HIV-1 Tat is known to play a pivotal role in HIV-1 replication and infectivity by mainly activating the transcription from the viral long terminal repeat (LTR) promoter by binding to the transactivation-responsive region (TAR) hairpin in the viral RNA transcript [74]. Das and colleagues showed that Tat inactivation inhibited the HIV-1 replication, however, the viruses were able to replicate without Tat in SupT1 T cells when the U3 sequences were substituted with nonrelated promoter elements [75]. It has also been shown that the DDX3 interacts with HIV-1 Tat to facilitate HIV-1 mRNA translation, and knockdown of DDX3 inhibited Tat-dependent HIV-1 production [76]. As HIV-1 Tat and the Tat-binding TAR RNA play important roles in HIV-1 transcription, they are potential therapeutic targets for antiviral treatment [75,77,78]. Hamy and colleagues showed that the stilbene derivative CGA137053 inhibited HIV-1 by binding to Tat protein [79]. Mhashilkar and coworkers have developed several phage-display-derived anti-Tat antibodies that efficiently inhibited HIV-1 replication and infectivity (Table 1) [26,27,71]. Plant-derived compounds such as triptolide and curcumin have also been shown to reduced Tat-mediated LTR promoter transactivation and HIV-1 production by promoting the degradation of Tat protein. Of note, triptolide targeted Tat at the stage of viral gene transcription while curcumin does not affect Tat gene transcription [80,81]. Lacombe and colleagues also showed that spironolactone (SP), an aldosterone antagonist targeted Tat-dependent transcription and resulted in potential inhibition of HIV-1 and HIV-2 infections [82]. On the other hand, TAR RNA has been targeted by cyclic peptidomimetic L50 which subsequently blocked Tat-TAR interactions followed by the inhibition of HIV-1 transcription and replication [83]. Generally, Tat is known as an intracellular protein mainly due its transduction domain that has been previously shown to transport a variety of cargos across the cells [84,85]. On the other hand, there are also pieces of evidence showing that this protein could be released extracellularly and play important roles in viral infection [86,87]. Since the localization of this protein determines the efficiency of Tat-specific antiviral treatment, particularly in anti-Tat antibody-mediated treatment, further investigations are worthwhile to study the mechanism of Tat localization, followed by their effects on the antiviral treatment.

2.4. Rev

HIV-1 Rev is also one of the accessory proteins and has been known to be essential for both early and late phases of virus replication cycles.

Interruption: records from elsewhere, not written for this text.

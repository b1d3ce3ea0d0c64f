//! Tar extraction for one OCI layer blob, including the whiteout and
//! opaque-directory conventions from the OCI image spec (spec §4.3).

use std::fs;
use std::io::Read;
use std::path::{Component, Path, PathBuf};

use tar::{Archive, EntryType};

use crate::error::{Error, Result};
use crate::mount;

/// Extracts a layer blob into `dest` (a layer's `root/` directory),
/// selecting the decompressor from the blob's media type. Media types that
/// aren't a (gzip/zstd/uncompressed) tar layer are rejected rather than
/// guessed at, per spec §7's `UnsupportedMediaType` error kind.
pub fn extract_layer(reader: impl Read, media_type: &str, dest: &Path) -> Result<()> {
    fs::create_dir_all(dest)?;
    if !media_type.contains("tar") {
        return Err(Error::UnsupportedMediaType(media_type.to_owned()));
    }
    if media_type.contains("gzip") {
        extract_tar(flate2::read::GzDecoder::new(reader), dest)
    } else if media_type.contains("zstd") {
        let decoder = zstd::stream::read::Decoder::new(reader)
            .map_err(|e| Error::ConfigInvalid(format!("zstd layer: {e}")))?;
        extract_tar(decoder, dest)
    } else {
        extract_tar(reader, dest)
    }
}

fn extract_tar(reader: impl Read, dest: &Path) -> Result<()> {
    let mut archive = Archive::new(reader);
    archive.set_preserve_permissions(true);
    archive.set_unpack_xattrs(false);

    for entry in archive.entries()? {
        let mut entry = entry?;
        let raw_path = entry.path()?.into_owned();
        let rel = sanitize_path(&raw_path)?;
        let target = dest.join(&rel);

        if let Some(name) = rel.file_name().and_then(|n| n.to_str()) {
            if name == ".wh..wh..opq" {
                let parent = target.parent().unwrap_or(dest);
                fs::create_dir_all(parent)?;
                xattr::set(parent, "trusted.overlay.opaque", b"y")
                    .map_err(|e| Error::Io(std::io::Error::other(e)))?;
                continue;
            }
            if let Some(victim) = name.strip_prefix(".wh.") {
                let parent = target.parent().unwrap_or(dest);
                fs::create_dir_all(parent)?;
                let whiteout_path = parent.join(victim);
                // Remove a previous entry at this path first: within a
                // single layer a whiteout always wins, and mknod fails over
                // an existing directory.
                let _ = fs::remove_file(&whiteout_path);
                let _ = fs::remove_dir_all(&whiteout_path);
                mount::mknod_whiteout(&whiteout_path)?;
                continue;
            }
        }

        if let Some(parent) = target.parent() {
            fs::create_dir_all(parent)?;
        }
        let entry_type = entry.header().entry_type();
        let owner = (entry.header().uid().ok(), entry.header().gid().ok());
        match entry_type {
            EntryType::Directory => {
                fs::create_dir_all(&target)?;
            }
            EntryType::Char | EntryType::Block => {
                // Device nodes need CAP_MKNOD; extraction already runs
                // inside a namespace mapping the caller's subordinate id
                // ranges (see `import::pull`) so this usually succeeds, but
                // a host with no subordinate id ranges configured may still
                // lack it. Downgrade rather than fail the whole pull over
                // one device entry.
                if let Err(e) = entry.unpack(&target) {
                    tracing::warn!(path = %rel.display(), error = %e, "failed to create device node");
                }
            }
            _ => {
                entry.unpack(&target)?;
            }
        }
        preserve_owner(&target, owner, &rel);
    }
    Ok(())
}

/// Chowns `target` to the uid/gid recorded in its tar header (spec §4.3:
/// "preserve owner, within the mapped range"). Ids outside the namespace's
/// mapped subordinate range can't be chowned to and are left as whatever
/// the extracting process's own id mapped to; that's downgraded to a
/// warning rather than failing the extraction.
fn preserve_owner(target: &Path, owner: (Option<u64>, Option<u64>), rel: &Path) {
    let (Some(uid), Some(gid)) = owner else {
        return;
    };
    let uid = nix::unistd::Uid::from_raw(uid as u32);
    let gid = nix::unistd::Gid::from_raw(gid as u32);
    if let Err(e) = nix::unistd::chown(target, Some(uid), Some(gid)) {
        tracing::warn!(path = %rel.display(), error = %e, "failed to preserve entry ownership");
    }
}

/// Rejects absolute paths and `..` components, returning the path to
/// extract to relative to the destination root.
fn sanitize_path(path: &Path) -> Result<PathBuf> {
    let mut out = PathBuf::new();
    for component in path.components() {
        match component {
            Component::Normal(part) => out.push(part),
            Component::CurDir => {}
            Component::ParentDir | Component::RootDir | Component::Prefix(_) => {
                return Err(Error::ConfigInvalid(format!(
                    "tar entry escapes extraction root: {}",
                    path.display()
                )));
            }
        }
    }
    Ok(out)
}

#[cfg(test)]
mod tests {
    use super::*;
    use std::io::Write;

    fn build_tar(entries: &[(&str, tar::EntryType, &[u8])]) -> Vec<u8> {
        let mut builder = tar::Builder::new(Vec::new());
        for (path, kind, data) in entries {
            let mut header = tar::Header::new_gnu();
            header.set_entry_type(*kind);
            header.set_size(data.len() as u64);
            header.set_mode(0o644);
            header.set_cksum();
            builder.append_data(&mut header, path, *data).unwrap();
        }
        builder.into_inner().unwrap()
    }

    #[test]
    fn extracts_regular_files_and_directories() {
        let dir = tempfile::tempdir().unwrap();
        let tar_bytes = build_tar(&[
            ("etc/", tar::EntryType::Directory, b""),
            ("etc/motd", tar::EntryType::Regular, b"hello\n"),
        ]);
        extract_layer(tar_bytes.as_slice(), "application/vnd.oci.image.layer.v1.tar", dir.path())
            .unwrap();

        assert_eq!(
            fs::read_to_string(dir.path().join("etc/motd")).unwrap(),
            "hello\n"
        );
    }

    #[test]
    fn whiteout_entry_creates_char_0_0_device() {
        let dir = tempfile::tempdir().unwrap();
        fs::create_dir_all(dir.path().join("etc")).unwrap();
        fs::write(dir.path().join("etc/shadow"), b"x").unwrap();

        let tar_bytes = build_tar(&[("etc/.wh.shadow", tar::EntryType::Regular, b"")]);
        extract_layer(tar_bytes.as_slice(), "application/vnd.oci.image.layer.v1.tar", dir.path())
            .unwrap();

        assert!(mount::is_whiteout_device(&dir.path().join("etc/shadow")));
    }

    #[test]
    fn opaque_marker_sets_overlay_xattr_on_directory() {
        let dir = tempfile::tempdir().unwrap();
        let tar_bytes = build_tar(&[(
            "var/cache/.wh..wh..opq",
            tar::EntryType::Regular,
            b"",
        )]);
        extract_layer(tar_bytes.as_slice(), "application/vnd.oci.image.layer.v1.tar", dir.path())
            .unwrap();

        let value = xattr::get(dir.path().join("var/cache"), "trusted.overlay.opaque").unwrap();
        assert_eq!(value, Some(b"y".to_vec()));
    }

    #[test]
    fn rejects_unsupported_media_type() {
        let dir = tempfile::tempdir().unwrap();
        let err = extract_layer(&b""[..], "application/vnd.oci.image.config.v1+json", dir.path())
            .unwrap_err();
        assert!(matches!(err, Error::UnsupportedMediaType(_)));
    }

    #[test]
    fn rejects_path_traversal() {
        assert!(sanitize_path(Path::new("../../etc/passwd")).is_err());
        assert!(sanitize_path(Path::new("/etc/passwd")).is_err());
        assert!(sanitize_path(Path::new("a/./b")).is_ok());
    }
}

Rev is a transactivating protein that interacts with Rev response element (RRE) which is encoded by env gene [88]. In the early phase, HIV-1 Rev regulates the integration frequency to prevent cellular superinfection while in the late phase, it enhances the expression of viral proteins [89,90]. Blocking the activities of Rev and the interaction between Rev and RRE, have resulted in marked reduction of HIV-1 replication and infectivity. For instances, phage display-generated anti-Rev antibodies have shown potent antiviral effects against various HIV-1 strains (Table 1) [28,29,70]. Other Rev-targeting molecules that possess therapeutic activities against HIV-1 include PKF050-638 [91], SUMO-1 heptapeptide protein transduction domain for binding Rev (SHPR) [92], 3-amino-5-ethyl-4,6-dimethylthieno[2,3-b]pyridine-2-carboxamide and 4-amino-6-methoxy-2-(trifluoromethyl)-3-quinolinecarbonitrile (termed as 103833 and 104366) [93], 8-azaguanine and 2-(2-(5-nitro-2-thienyl)vinyl)quinoline (termed as 5350150) [94], and pyrimidin-7-amine, biphenylcarboxamide, and benzohydrazide, (designated as 791, 833 and 892) [95].

2.5. Other Proteins

In addition to the abovementioned target proteins, other intracellular proteins such as HIV-1 reverse transcriptase (RT)/p66, integrase (IN)/p32, protease (PR)/p11, nucleocapsid (NC)/p7, and matrix protein (MA)/p17 are among the promising candidate targets for antiviral treatment as reported in previous reviews [2,96]. Limited studies have also shown antiviral effects by targeting other accessory proteins such as Vif, Vpr, and Vpu [97,98,99]. While targeting these HIV-1 proteins resulted in marked HIV-1 inhibition, the viruses have a tendency to resist or escape the drug or inhibitor treatments, including HAART targets such as RT, IN, PR, etc. and other non-HAART target proteins such as Nef, p24, and so on [100,101,102]. For examples, Zhou and coworkers reported the development of a mutant virus that was resistant to the capsid-targeting PF74 inhibitor treatment and resulted in impaired viral replication in target cells [103]. Similarly, Shuck-Lee and colleagues demonstrated resistant viral variants towards HIV-1 Rev inhibitors-103833 and 104366 that possess two single-point mutations in the RRE [104]. Furthermore, the mutations in HIV-1 Vpu and Env have resulted in HIV-1 escape from interferon-induced transmembrane (IFITM1) protein inhibition [105]. Nef has also been shown to evade the restricted HIV-1 replication of both multipass transmembrane proteins serine incorporator 3 (SERINC3) and SERINC5 [106,107]. These findings highlight the importance of targeting viral proteins that evade the HIV-1 restrictions such as Vpu, Env, and Nef. Due to limited data available, the risk of emergence of escape mutants from intracellular viral protein-targeting antibodies is yet to be confirmed. Further investigations are needed to evaluate the risk of emerging viral resistance posed by this strategy. In the following section, we will focus and discuss the intracellular proteins HIV-1 p24, Nef, Tat, Rev, and IN in which antibody-mediated antiviral therapies targeting these proteins have previously shown excellent therapeutic values.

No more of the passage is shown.